EXERCISE REQUIREMENTS:
If a line of the data below contains the string "take", copy it into your answer.
[Start of Attachment]
// Copyright (c) 2025 Dimitris Kafetzis
//
// Licensed under the MIT License.
// See LICENSE file in the project root for full license information.
//
// SPDX-License-Identifier: MIT

//! Host task watchdog.
//!
//! A background thread wakes a few times per timeout period and checks when
//! each monitored core was last fed. A core left unfed for longer than the
//! timeout trips the watchdog: with `trigger_panic` the process aborts (the
//! host stand-in for a system reset), otherwise the trip is logged and
//! counted.
//!
//! Disabling stops the checks but keeps the thread parked, so a later
//! `enable` only swaps the configuration and resets the feed clocks.

use crate::{Watchdog, WatchdogConfig, WatchdogError, MAX_CORES};
use std::sync::atomic::{AtomicU64, Ordering};
use std::sync::{Arc, Condvar, Mutex, MutexGuard};
use std::thread::{self, JoinHandle};
use std::time::{Duration, Instant};

struct MonitorState {
    config: Option<WatchdogConfig>,
    last_feed: [Instant; MAX_CORES],
    shutdown: bool,
}

struct Shared {
    state: Mutex<MonitorState>,
    wake: Condvar,
    trips: AtomicU64,
}

impl Shared {
    fn lock(&self) -> MutexGuard<'_, MonitorState> {
        self.state.lock().unwrap_or_else(|poisoned| poisoned.into_inner())
    }

    fn feed(&self, core: usize) -> Result<(), WatchdogError> {
        let mut state = self.lock();
        let config = state.config.ok_or(WatchdogError::NotEnabled)?;
        if !config.monitored_cores.contains(core) {
            return Err(WatchdogError::CoreNotMonitored {
                core,
                monitored: config.monitored_cores.to_string(),
            });
        }
        state.last_feed[core] = Instant::now();
        Ok(())
    }
}

/// A cloneable handle that can feed a [`TaskWatchdog`] from any thread.
#[derive(Clone)]
pub struct FeedHandle {
    shared: Arc<Shared>,
}

impl FeedHandle {
    /// Records progress on `core`.
    pub fn feed(&self, core: usize) -> Result<(), WatchdogError> {
        self.shared.feed(core)
    }
}

/// Software watchdog over a set of cores.
///
/// # Example
/// ```
/// use task_watchdog::{CoreMask, TaskWatchdog, Watchdog, WatchdogConfig};
///
/// let cfg = WatchdogConfig {
///     timeout_ms: 1000,
///     monitored_cores: CoreMask::DUAL,
///     trigger_panic: false,
/// };
/// let mut wd = TaskWatchdog::start(&cfg).unwrap();
/// wd.feed(0).unwrap();
/// wd.disable().unwrap();
/// assert!(!wd.is_enabled());
/// ```
pub struct TaskWatchdog {
    shared: Arc<Shared>,
    monitor: Option<JoinHandle<()>>,
}

impl TaskWatchdog {
    /// Creates a disabled watchdog. No thread runs until the first `enable`.
    pub fn new() -> Self {
        Self {
            shared: Arc::new(Shared {
                state: Mutex::new(MonitorState {
                    config: None,
                    last_feed: [Instant::now(); MAX_CORES],
                    shutdown: false,
                }),
                wake: Condvar::new(),
                trips: AtomicU64::new(0),
            }),
            monitor: None,
        }
    }

    /// Creates a watchdog and enables it with `config`.
    pub fn start(config: &WatchdogConfig) -> Result<Self, WatchdogError> {
        let mut wd = Self::new();
        wd.enable(config)?;
        Ok(wd)
    }

    /// Records progress on `core`.
    pub fn feed(&self, core: usize) -> Result<(), WatchdogError> {
        self.shared.feed(core)
    }

    pub fn feed_handle(&self) -> FeedHandle {
        FeedHandle {
            shared: Arc::clone(&self.shared),
        }
    }

    /// Number of timeouts observed while `trigger_panic` was off.
    pub fn trip_count(&self) -> u64 {
        self.shared.trips.load(Ordering::Relaxed)
    }

    /// Returns the active configuration, if enabled.
    pub fn config(&self) -> Option<WatchdogConfig> {
        self.shared.lock().config
    }

    fn ensure_monitor(&mut self) -> Result<(), WatchdogError> {
        if self.monitor.is_none() {
            let shared = Arc::clone(&self.shared);
            let handle = thread::Builder::new()
                .name("task-wdt".into())
                .spawn(move || monitor_loop(&shared))?;
            self.monitor = Some(handle);
        }
        Ok(())
    }
}

impl Default for TaskWatchdog {
    fn default() -> Self {
        Self::new()
    }
}

impl Watchdog for TaskWatchdog {
    fn disable(&mut self) -> Result<(), WatchdogError> {
        let mut state = self.shared.lock();
        if state.config.take().is_none() {
            return Err(WatchdogError::NotEnabled);
        }
        drop(state);
        self.shared.wake.notify_all();
        tracing::debug!("task watchdog monitoring stopped");
        Ok(())
    }

    fn enable(&mut self, config: &WatchdogConfig) -> Result<(), WatchdogError> {
        config.validate()?;
        {
            let mut state = self.shared.lock();
            if state.config.is_some() {
                return Err(WatchdogError::AlreadyEnabled);
            }
            state.config = Some(*config);
            state.last_feed = [Instant::now(); MAX_CORES];
        }
        if let Err(e) = self.ensure_monitor() {
            self.shared.lock().config = None;
            return Err(e);
        }
        self.shared.wake.notify_all();
        tracing::debug!(config = %config, "task watchdog monitoring started");
        Ok(())
    }

    fn is_enabled(&self) -> bool {
        self.shared.lock().config.is_some()
    }
}

impl Drop for TaskWatchdog {
    fn drop(&mut self) {
        self.shared.lock().shutdown = true;
        self.shared.wake.notify_all();
        if let Some(handle) = self.monitor.take() {
            if handle.join().is_err() {
                tracing::error!("task watchdog monitor thread panicked");
            }
        }
    }
}

impl std::fmt::Debug for TaskWatchdog {
    fn fmt(&self, f: &mut std::fmt::Formatter<'_>) -> std::fmt::Result {
        f.debug_struct("TaskWatchdog")
            .field("config", &self.config())
            .field("trips", &self.trip_count())
            .finish()
    }
}

fn monitor_loop(shared: &Shared) {
    let mut state = shared.lock();
    loop {
        if state.shutdown {
            break;
        }
        let Some(config) = state.config else {
            state = shared
                .wake
                .wait(state)
                .unwrap_or_else(|poisoned| poisoned.into_inner());
            continue;
        };

        let poll = (config.timeout() / 4).max(Duration::from_millis(1));
        state = match shared.wake.wait_timeout(state, poll) {
            Ok((guard, _)) => guard,
            Err(poisoned) => poisoned.into_inner().0,
        };

        // Re-read: the watchdog may have been disabled or reconfigured
        // while we slept.
        if state.shutdown {
            break;
        }
        let Some(config) = state.config else {
            continue;
        };

        let now = Instant::now();
        for core in config.monitored_cores.iter() {
            let idle = now.saturating_duration_since(state.last_feed[core]);
            if idle <= config.timeout() {
                continue;
            }
            shared.trips.fetch_add(1, Ordering::Relaxed);
            tracing::error!(
                core,
                idle_ms = idle.as_millis() as u64,
                timeout_ms = config.timeout_ms,
                "task watchdog timeout: core was not fed"
            );
            if config.trigger_panic {
                tracing::error!("task watchdog aborting process");
                std::process::abort();
            }
            state.last_feed[core] = now;
        }
    }
}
[End of Attachment]
ANSWER TO THIS PROBLEM:
        if state.config.take().is_none() {
        if let Some(handle) = self.monitor.take() {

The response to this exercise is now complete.